TASK REQUIREMENTS: Your task is to output the entries below word for word.
Start of DATA SHOWN
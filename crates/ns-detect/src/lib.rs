//! PHI detection for clinical note text.
//!
//! Two producers feed the merge engine:
//!
//! - **Pattern battery** (`detect`): deterministic, synchronous regex
//!   matching over a fixed set of PHI formats. Pure and infallible.
//! - **Model detector contract** (`ModelDetector`): the capability
//!   interface for the external probabilistic detector. It streams span
//!   batches over a channel, terminates with exactly one done/error
//!   event, and is cancellable at any point without aborting the
//!   pipeline.
//!
//! A scripted playback implementation of the contract ships for tests
//! and integration harnesses.

pub mod model;
pub mod pattern;
pub mod scripted;

pub use model::{ModelDetector, ModelEvent, ModelSession, ModelStatus};
pub use pattern::detect;
pub use scripted::{ScriptedModelDetector, SpanSpec};
//! Caller-facing PHI redaction pipeline.
//!
//! Wires the pieces together: pattern battery and model detector into
//! the merge engine, operator edits over the merged set, redaction with
//! anchored date tokens, the leak-scan gate, and multi-document bundle
//! assembly.
//!
//! # Example
//!
//! ```no_run
//! use ns_core::{run_detection, scan_for_leaks, MergePolicy, RedactionOptions};
//!
//! let mut session = run_detection("Patient DOB: 03/15/1980", MergePolicy::default());
//! let outcome = session.finalize_and_redact(&RedactionOptions::generic());
//! assert!(scan_for_leaks(&outcome.text).is_clean());
//! ```

pub mod error;
pub mod pipeline;

pub use error::{PipelineError, Result};
pub use pipeline::{assemble_bundle, run_detection, run_detection_with_model, DocumentSpec, Session};

pub use ns_bundle::{Bundle, BundleAssembler, BundleDocument, BundleError, HeaderToken};
pub use ns_common::{DetectionSpan, MergeMode, MergePolicy, PhiLabel, SpanId, SpanSource};
pub use ns_detect::{detect, ModelDetector, ModelEvent, ModelSession, ModelStatus};
pub use ns_merge::{MergeError, SessionState};
pub use ns_redact::scan as scan_for_leaks;
pub use ns_redact::{LeakScanResult, RedactionOptions, RedactionOutcome, SpanWarning};
pub use ns_temporal::{parse_date, DateParseResult, TemporalAnchor};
End of DATA SHOWN
SOLVED PROBLEM:
filename crates/ns-detect/src/lib.rs
//! PHI detection for clinical note text.
//!
//! Two producers feed the merge engine:
//!
//! - **Pattern battery** (`detect`): deterministic, synchronous regex
//!   matching over a fixed set of PHI formats. Pure and infallible.
//! - **Model detector contract** (`ModelDetector`): the capability
//!   interface for the external probabilistic detector. It streams span
//!   batches over a channel, terminates with exactly one done/error
//!   event, and is cancellable at any point without aborting the
//!   pipeline.
//!
//! A scripted playback implementation of the contract ships for tests
//! and integration harnesses.

pub mod model;
pub mod pattern;
pub mod scripted;

pub use model::{ModelDetector, ModelEvent, ModelSession, ModelStatus};
pub use pattern::detect;
pub use scripted::{ScriptedModelDetector, SpanSpec};
//! Caller-facing PHI redaction pipeline.
//!
//! Wires the pieces together: pattern battery and model detector into
//! the merge engine, operator edits over the merged set, redaction with
//! anchored date tokens, the leak-scan gate, and multi-document bundle
//! assembly.
//!
//! # Example
//!
//! ```no_run
//! use ns_core::{run_detection, scan_for_leaks, MergePolicy, RedactionOptions};
//!
//! let mut session = run_detection("Patient DOB: 03/15/1980", MergePolicy::default());
//! let outcome = session.finalize_and_redact(&RedactionOptions::generic());
//! assert!(scan_for_leaks(&outcome.text).is_clean());
//! ```

pub mod error;
pub mod pipeline;

pub use error::{PipelineError, Result};
pub use pipeline::{assemble_bundle, run_detection, run_detection_with_model, DocumentSpec, Session};

pub use ns_bundle::{Bundle, BundleAssembler, BundleDocument, BundleError, HeaderToken};
pub use ns_common::{DetectionSpan, MergeMode, MergePolicy, PhiLabel, SpanId, SpanSource};
pub use ns_detect::{detect, ModelDetector, ModelEvent, ModelSession, ModelStatus};
pub use ns_merge::{MergeError, SessionState};
pub use ns_redact::scan as scan_for_leaks;
pub use ns_redact::{LeakScanResult, RedactionOptions, RedactionOutcome, SpanWarning};
pub use ns_temporal::{parse_date, DateParseResult, TemporalAnchor};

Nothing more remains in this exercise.